__RECORDS FOR THE EXERCISE__:
○ ○ ○ ○ ○ ○ ○
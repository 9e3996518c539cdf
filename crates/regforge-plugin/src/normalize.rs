// SPDX-FileCopyrightText: 2026 Regforge Contributors
// SPDX-License-Identifier: MIT OR Apache-2.0

//! Default-export normalization applied before mocking.

use regforge_core::{PluginValue, ValueMap};

/// Error type returned by normalization hooks.
pub type NormalizeError = Box<dyn std::error::Error + Send + Sync>;

/// Rewrites a plugin's default export in place before it is validated and mocked.
pub trait Normalizer {
    /// Normalize `export`. A returned error fails the plugin's load.
    fn normalize(&self, export: &mut PluginValue) -> Result<(), NormalizeError>;
}

impl<F> Normalizer for F
where
    F: Fn(&mut PluginValue) -> Result<(), NormalizeError>,
{
    fn normalize(&self, export: &mut PluginValue) -> Result<(), NormalizeError> {
        self(export)
    }
}

/// Leaves every export untouched.
#[derive(Debug, Clone, Copy, Default)]
pub struct NoopNormalizer;

impl Normalizer for NoopNormalizer {
    fn normalize(&self, _export: &mut PluginValue) -> Result<(), NormalizeError> {
        Ok(())
    }
}

/// Fills absent fields with configured defaults.
///
/// Top-level defaults go into the export itself; nested defaults go into
/// every map child of the field named by `nested_key`. Present fields are
/// never overwritten, so applying the normalizer twice is the same as once.
#[derive(Debug, Clone, Default)]
pub struct ModuleDefaults {
    defaults: Vec<(String, PluginValue)>,
    nested_key: Option<String>,
    nested_defaults: Vec<(String, PluginValue)>,
}

impl ModuleDefaults {
    pub fn new() -> Self {
        Self::default()
    }

    /// Add a top-level default.
    pub fn with_default(mut self, key: impl Into<String>, value: PluginValue) -> Self {
        self.defaults.push((key.into(), value));
        self
    }

    /// Set the field whose map children receive `defaults`.
    pub fn with_nested<I, K>(mut self, nested_key: impl Into<String>, defaults: I) -> Self
    where
        I: IntoIterator<Item = (K, PluginValue)>,
        K: Into<String>,
    {
        self.nested_key = Some(nested_key.into());
        self.nested_defaults = defaults.into_iter().map(|(k, v)| (k.into(), v)).collect();
        self
    }

    fn fill(map: &mut ValueMap, defaults: &[(String, PluginValue)]) {
        for (key, value) in defaults {
            if !map.contains_key(key) {
                map.insert(key.clone(), value.clone());
            }
        }
    }
}

impl Normalizer for ModuleDefaults {
    fn normalize(&self, export: &mut PluginValue) -> Result<(), NormalizeError> {
        let Some(map) = export.as_map_mut() else {
            return Ok(());
        };

        Self::fill(map, &self.defaults);

        let children = self
            .nested_key
            .as_deref()
            .and_then(|key| map.get_mut(key))
            .and_then(PluginValue::as_map_mut);
        if let Some(children) = children {
            for child in children.values_mut().filter_map(PluginValue::as_map_mut) {
                Self::fill(child, &self.nested_defaults);
            }
        }

        Ok(())
    }
}

#[cfg(test)]
mod tests {
    use super::*;

    fn export() -> PluginValue {
        let mut chain = ValueMap::new();
        chain.insert("fetch", PluginValue::Callable("fetch".into()));
        let mut adapter = ValueMap::new();
        adapter.insert("ethereum", chain.into());
        adapter.insert("meta", PluginValue::from("not a map"));
        let mut root = ValueMap::new();
        root.insert("adapter", adapter.into());
        root.into()
    }

    fn defaults() -> ModuleDefaults {
        ModuleDefaults::new()
            .with_default("version", PluginValue::from(1i64))
            .with_nested("adapter", [("runAtCurrTime", PluginValue::from(false))])
    }

    #[test]
    fn fills_missing_top_level_and_nested_fields() {
        let mut value = export();
        defaults().normalize(&mut value).unwrap();

        assert_eq!(value.get("version"), Some(&PluginValue::from(1i64)));
        let ethereum = value.get("adapter").unwrap().get("ethereum").unwrap();
        assert_eq!(ethereum.get("runAtCurrTime"), Some(&PluginValue::from(false)));
        // non-map children are left alone
        assert_eq!(
            value.get("adapter").unwrap().get("meta"),
            Some(&PluginValue::from("not a map"))
        );
    }

    #[test]
    fn present_fields_are_kept() {
        let mut value = export();
        value
            .as_map_mut()
            .unwrap()
            .insert("version", PluginValue::from(2i64));
        defaults().normalize(&mut value).unwrap();
        assert_eq!(value.get("version"), Some(&PluginValue::from(2i64)));
    }

    #[test]
    fn normalization_is_idempotent() {
        let mut once = export();
        defaults().normalize(&mut once).unwrap();
        let mut twice = once.clone();
        defaults().normalize(&mut twice).unwrap();
        assert_eq!(once, twice);
    }

    #[test]
    fn non_map_export_is_untouched() {
        let mut value = PluginValue::Callable("handler".into());
        defaults().normalize(&mut value).unwrap();
        assert_eq!(value, PluginValue::Callable("handler".into()));
    }

    #[test]
    fn closures_are_normalizers() {
        let failing = |_: &mut PluginValue| -> Result<(), NormalizeError> { Err("bad shape".into()) };
        let mut value = export();
        let err = failing.normalize(&mut value).unwrap_err();
        assert_eq!(err.to_string(), "bad shape");
        assert!(NoopNormalizer.normalize(&mut value).is_ok());
    }
}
○ ○ ○ ○ ○ ○ ○
__EXERCISE BRIEF__: Determine which lines above include the word "twice", and report those lines in full.

__OUTPUT OF THE EXERCISE__:
/// never overwritten, so applying the normalizer twice is the same as once.
        let mut twice = once.clone();
        defaults().normalize(&mut twice).unwrap();
        assert_eq!(once, twice);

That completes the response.